Start of DATA
//! Serialized database access core.
//!
//! This module provides the concurrency and lifecycle discipline around
//! query execution:
//! - Driver capability contract and engine metadata
//! - Connection handle funneling all access through one exclusive section
//! - Re-entrant serialized executor
//! - Scoped transaction guard with rollback-on-drop
//! - Insert batching with a statement byte budget

pub mod batch;
pub mod driver;
pub mod executor;
pub mod handle;
pub mod transaction;
pub mod types;

pub use batch::InsertBatcher;
pub use driver::{DatabaseEngine, Driver};
pub use executor::{SectionPermit, SerializedExecutor};
pub use handle::{ConnectionHandle, ConnectionPermit};
pub use transaction::TransactionGuard;
pub use types::{QueryResult, Value};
End of DATA
__EXERCISE DETAILS__
In the entries above, find each line with "executor" and list it.

__TASK RESPONSE__
//! - Re-entrant serialized executor
pub mod executor;
pub use executor::{SectionPermit, SerializedExecutor};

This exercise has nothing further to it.